By contrast, the new government at Westminster is abolishing regional development agencies for England, and replacing them with business partnerships.

However, there is little sign of consensus on what reforms are now necessary for Scottish Enterprise and Highlands and Islands Enterprise.

The Federation of Small Businesses in Scotland said the reforms brought in by the Scottish government after 2007 meant that business support structures were not geared up to respond to the challenges of the credit crunch.

Elite club

It said the shift from widespread support of companies across the country to a focus on 2,000 companies in the Scottish Enterprise area and another 500 in the north-west meant that another 290,000 businesses are not backed.

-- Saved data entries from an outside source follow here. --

//! Durable-state interface for the Raft core
//!
//! Raft requires term, vote and log entries to be on stable storage before
//! responding to RPCs. All operations are synchronous to keep the core's
//! logic simple; the `Send` bound is required for use in async contexts.

use thiserror::Error;

use crate::core::raft_core::LogEntry;
use crate::core::snapshot::Snapshot;

use super::engine::EngineError;

/// Errors that can occur during log-store operations
#[derive(Debug, Clone, PartialEq, Eq, Error)]
pub enum StorageError {
    /// I/O error (e.g., disk full, permission denied)
    #[error("I/O error: {0}")]
    Io(String),
    /// Data corruption detected
    #[error("data corruption: {0}")]
    Corruption(String),
    /// Stored bytes could not be decoded
    #[error("codec error: {0}")]
    Codec(String),
}

impl From<EngineError> for StorageError {
    fn from(err: EngineError) -> Self {
        match err {
            EngineError::Io(msg) => StorageError::Io(msg),
            EngineError::Corruption(msg) => StorageError::Corruption(msg),
        }
    }
}

/// Persistent store for Raft state: term, vote, ordered log, snapshot.
///
/// Implementations must ensure durability before returning from mutations.
pub trait LogStore: Send {
    /// Current term, 0 if nothing has been persisted yet.
    fn load_term(&self) -> Result<u64, StorageError>;

    fn save_term(&mut self, term: u64) -> Result<(), StorageError>;

    /// Candidate voted for in the current term, None if no vote was cast.
    fn load_voted_for(&self) -> Result<Option<u64>, StorageError>;

    fn save_voted_for(&mut self, voted_for: Option<u64>) -> Result<(), StorageError>;

    /// All retained log entries, in index order.
    fn load_log(&self) -> Result<Vec<LogEntry>, StorageError>;

    /// Append entries after any existing ones.
    fn append_entries(&mut self, entries: &[LogEntry]) -> Result<(), StorageError>;

    /// Remove all entries with index >= `from_index` (conflict resolution).
    fn truncate_from(&mut self, from_index: u64) -> Result<(), StorageError>;

    /// Remove all entries with index < `before_index` (snapshot compaction).
    fn compact_until(&mut self, before_index: u64) -> Result<(), StorageError>;

    /// Most recent snapshot, None if none was saved.
    fn load_snapshot(&self) -> Result<Option<Snapshot>, StorageError>;

    fn save_snapshot(&mut self, snapshot: &Snapshot) -> Result<(), StorageError>;
}
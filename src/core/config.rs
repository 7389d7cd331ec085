//! Raft timing configuration

use std::time::Duration;

/// Configuration for Raft timing parameters
#[derive(Debug, Clone)]
pub struct RaftConfig {
    /// Interval between heartbeats sent by leader (default: 150ms)
    pub heartbeat_interval: Duration,
    /// Minimum election timeout (default: 300ms)
    pub election_timeout_min: Duration,
    /// Maximum election timeout (default: 500ms)
    pub election_timeout_max: Duration,
}

impl Default for RaftConfig {
    fn default() -> Self {
        Self {
            heartbeat_interval: Duration::from_millis(150),
            election_timeout_min: Duration::from_millis(300),
            election_timeout_max: Duration::from_millis(500),
        }
    }
}

impl RaftConfig {
    /// Create a new config with custom heartbeat interval
    pub fn with_heartbeat_interval(mut self, interval: Duration) -> Self {
        self.heartbeat_interval = interval;
        self
    }

    /// Create a new config with custom election timeout range
    pub fn with_election_timeout(mut self, min: Duration, max: Duration) -> Self {
        self.election_timeout_min = min;
        self.election_timeout_max = max;
        self
    }

    /// Generate a random election timeout within the configured range.
    /// The jitter keeps split votes from repeating indefinitely.
    pub fn random_election_timeout(&self) -> Duration {
        use rand::Rng;
        let min_ms = self.election_timeout_min.as_millis() as u64;
        let max_ms = self.election_timeout_max.as_millis() as u64;
        let timeout_ms = rand::rng().random_range(min_ms..=max_ms);
        Duration::from_millis(timeout_ms)
    }
}
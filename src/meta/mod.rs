//! Metadata service layer
//!
//! - `command`: request/command sum types and response codes
//! - `topology`: versioned server-group and slot ownership STM
//! - `catalog`: bucket/object rows in the metadata engine
//! - `server`: front door (propose/await) and the apply pipeline

pub mod catalog;
pub mod command;
pub mod server;
pub mod topology;

pub use catalog::{Bucket, Object, ObjectBlockMeta};
pub use command::{BucketOpResult, ErrCode, MetaCommand, MetaRequest, MetaResponse, ServerGroupMetas};
pub use server::{MetaConfig, MetaServer};
pub use topology::{TopoConfig, SLOT_COUNT};
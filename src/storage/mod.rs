//! Storage layer
//!
//! - `KvEngine`: narrow key-value interface (`MemEngine`, `FileEngine`)
//! - `LogStore`: Raft durable state (`KvLogStore` over an engine,
//!   `MemoryLogStore` for unit tests)

pub mod engine;
pub mod file_engine;
pub mod kv_log;
pub mod memory;
pub mod traits;

pub use engine::{EngineError, KvEngine, MemEngine};
pub use file_engine::FileEngine;
pub use kv_log::KvLogStore;
pub use memory::MemoryLogStore;
pub use traits::{LogStore, StorageError};
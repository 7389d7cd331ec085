//! Client-facing HTTP API

pub mod meta_http;

pub use meta_http::create_meta_router;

It said the agencies managed those with high-growth potential as "an elite club", giving the "impression that growing businesses, providing jobs in our communities, become frustrated with a system based on strict criteria which seems to undervalue their economic contribution".

The FSB said one national enterprise body "would be adequate", but suggested it was likely to be "fiercely resisted" by small businesses in the Highlands and Islands.

Larger employers' organisation CBI Scotland said it was not convinced of the case for merger, as it would be costly, but that the agencies could share more functions.

On that, both development agencies have stressed to MSPs how much they work together.

Scottish Enterprise points out almost half its budget is spent on programmes that cover all of Scotland.

It responds to criticism of its strategy of backing a small number of high-growth companies saying that it directly helps 9,000 firms and its partnership work with other agencies reaches many more.

Economic regeneration

The Scottish Chambers of Commerce are telling MSPs in written evidence that they believe the split between the north-west and the rest of Scotland should be changed to an urban agency and a rural one, bringing together the Highlands and Islands with southern Scotland.

It also raises concerns that the move of responsibility for local economic regeneration from Scottish Enterprise to councils has been accompanied by insufficient funding.

Industry body Scottish Engineering is one of those groups to argue that Highlands and Islands Enterprise should be taken over by Scottish Enterprise, saying there is too much duplication at senior levels.

Inverness Chamber of Commerce agrees, but suggests the headquarters of the new organisation should be located in the Highland capital.

One of the most critical submissions was from Comhairle nan Eilean Siar, the council for the Outer Hebrides, which said the Inverness bias of HIE was such that the council would do better to take over its role for the islands, or else the headquarters should be located within a more vulnerable local economy, such as South Uist.

Orkney Islands also has criticisms that HIE focuses on the growth potential of the Inverness area, and risks neglecting outlying areas.

Glasgow City Council, as Scotland's biggest local authority, said it could take on more of the functions of Scottish Enterprise.

Highland Council points out that most countries have economic development run at council level.

It said a separate HIE remained necessary but there should be more co-operation with Scottish Enterprise.